What does that mean for NoLi?
What does this mean for YOU?
Each year we show the Greater Bay Area triathlon community that we are all athletes (regardless of abilities or disabilities), we can all compete together, and No Limits Collaborative brings the best teams West (and East) of the Mississippi.
By Rebecca Forkey
No Limits Collaborative Triathlete
After living the first 24 years of my life as an independent and able bodied female I was in for a rude awakening when I awoke to find out I had acquired a C4-7 traumatic Spinal Cord Injury from a rollover motor vehicle accident caused by an impaired driver. While I'm still the same person today that I have always been, being forced to live from a seated position while relearning a new way of life has been difficult to say the least. So, while I have the same values, same love of life and the same natural drive and determination to succeed, it became difficult to find ways to quench my natural urge to compete.
I'd always been involved in sports, from team sports like swimming and soccer to solo activities like horseback riding, running or competitive bodybuilding. However, it wasn't until nearly three years post injury as a quadriplegic that I would return to being on a team competing again. Through No Limits Collaborative I learned about and was invited to compete in my first triathlon. No Limits Collaborative put together relay teams of both disabled and non disabled athletes to compete in the Shaddow Cliffs Sprint Triathlon. As an athlete the idea of being able to hand cycle or swim and to compete with others all while being viewed simply for being an athlete and my accomplishments was a dream come true.

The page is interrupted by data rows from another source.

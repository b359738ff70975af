use std::{
    path::{Path, PathBuf},
    sync::Arc,
};

use anyhow::Context;
use futures::{FutureExt as _, future::BoxFuture};

use super::handle::BackendHandle;
use crate::{
    engine::ReferenceRenderer,
    foundation::error::{RastreeError, RastreeResult},
};

/// Loads and instantiates an engine module together with its startup assets.
pub trait ModuleLoader: Send + Sync {
    /// Instantiate synchronously from assets that are already at hand.
    fn instantiate(&self) -> RastreeResult<BackendHandle>;

    /// Fetch assets and instantiate without blocking the caller.
    fn load(&self) -> BoxFuture<'_, RastreeResult<BackendHandle>> {
        async move { self.instantiate() }.boxed()
    }
}

/// Normalize a module failure into [`RastreeError::BackendInit`].
pub(crate) fn init_error(err: RastreeError) -> RastreeError {
    match err {
        RastreeError::BackendInit(_) => err,
        other => RastreeError::backend_init(format!("{:#}", anyhow::Error::new(other))),
    }
}

/// Module loader for [`ReferenceRenderer`], preloading fonts and persistent images from disk.
#[derive(Clone, Debug, Default)]
pub struct ReferenceModule {
    asset_root: Option<PathBuf>,
    fonts: Vec<PathBuf>,
    persistent_images: Vec<(String, PathBuf)>,
}

impl ReferenceModule {
    /// Loader with no startup assets.
    pub fn new() -> Self {
        Self::default()
    }

    /// Let the engine resolve plain image references below `root`.
    pub fn with_asset_root(mut self, root: impl Into<PathBuf>) -> Self {
        self.asset_root = Some(root.into());
        self
    }

    /// Load the font file at `path` on startup.
    pub fn with_font(mut self, path: impl Into<PathBuf>) -> Self {
        self.fonts.push(path.into());
        self
    }

    /// Store the image file at `path` under `src` on startup.
    pub fn with_persistent_image(mut self, src: impl Into<String>, path: impl Into<PathBuf>) -> Self {
        self.persistent_images.push((src.into(), path.into()));
        self
    }

    fn empty_handle(&self) -> BackendHandle {
        let mut renderer = ReferenceRenderer::new();
        if let Some(root) = &self.asset_root {
            renderer = renderer.with_asset_root(root);
        }
        BackendHandle::new(Arc::new(renderer))
    }
}

fn read_font(path: &Path) -> anyhow::Result<Vec<u8>> {
    std::fs::read(path).with_context(|| format!("read font '{}'", path.display()))
}

fn read_image(path: &Path) -> anyhow::Result<Vec<u8>> {
    std::fs::read(path).with_context(|| format!("read persistent image '{}'", path.display()))
}

impl ModuleLoader for ReferenceModule {
    fn instantiate(&self) -> RastreeResult<BackendHandle> {
        let handle = self.empty_handle();
        for path in &self.fonts {
            handle.register_font(&read_font(path)?)?;
        }
        for (src, path) in &self.persistent_images {
            handle.put_persistent_image(src, &read_image(path)?)?;
        }
        Ok(handle)
    }

    fn load(&self) -> BoxFuture<'_, RastreeResult<BackendHandle>> {
        async move {
            let handle = self.empty_handle();
            for path in &self.fonts {
                let data = tokio::fs::read(path)
                    .await
                    .with_context(|| format!("read font '{}'", path.display()))?;
                handle.register_font(&data)?;
            }
            for (src, path) in &self.persistent_images {
                let data = tokio::fs::read(path)
                    .await
                    .with_context(|| format!("read persistent image '{}'", path.display()))?;
                handle.put_persistent_image(src, &data)?;
            }
            Ok(handle)
        }
        .boxed()
    }
}

#[cfg(test)]
#[path = "../../tests/unit/backend/module.rs"]
mod tests;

I found that triathlons are a great way to stay active and get good cardio all while being outdoors surrounded by uplifting energy regardless of your level or ability. Triathlons are something I will continue to participate in and would recommend to any fellow roller or non roller alike. Not only because of how great I felt afterwards, but also because for those few hours my chair or lack of voluntary muscle movement in certain areas wasn't what people first saw me for - I was an athlete again, and that feeling… Priceless! So get out there and get those natural endorphins flowing all while breaking the negative connotations others may have of us. You don't have to stand up...in order to stand out!
By Arash Bayatmakou
There I was, sitting in a flimsy collapsible wheelchair on the tarmac, with the hot starry sky above me and hundreds of frantic and upset travelers walking past me to ascend the stairs into the massive Boeing 777. Most people didn’t seem to notice me as they scrambled past and those that did make eye contact glanced away quickly, seemingly pitying me as they climbed up into the airplane.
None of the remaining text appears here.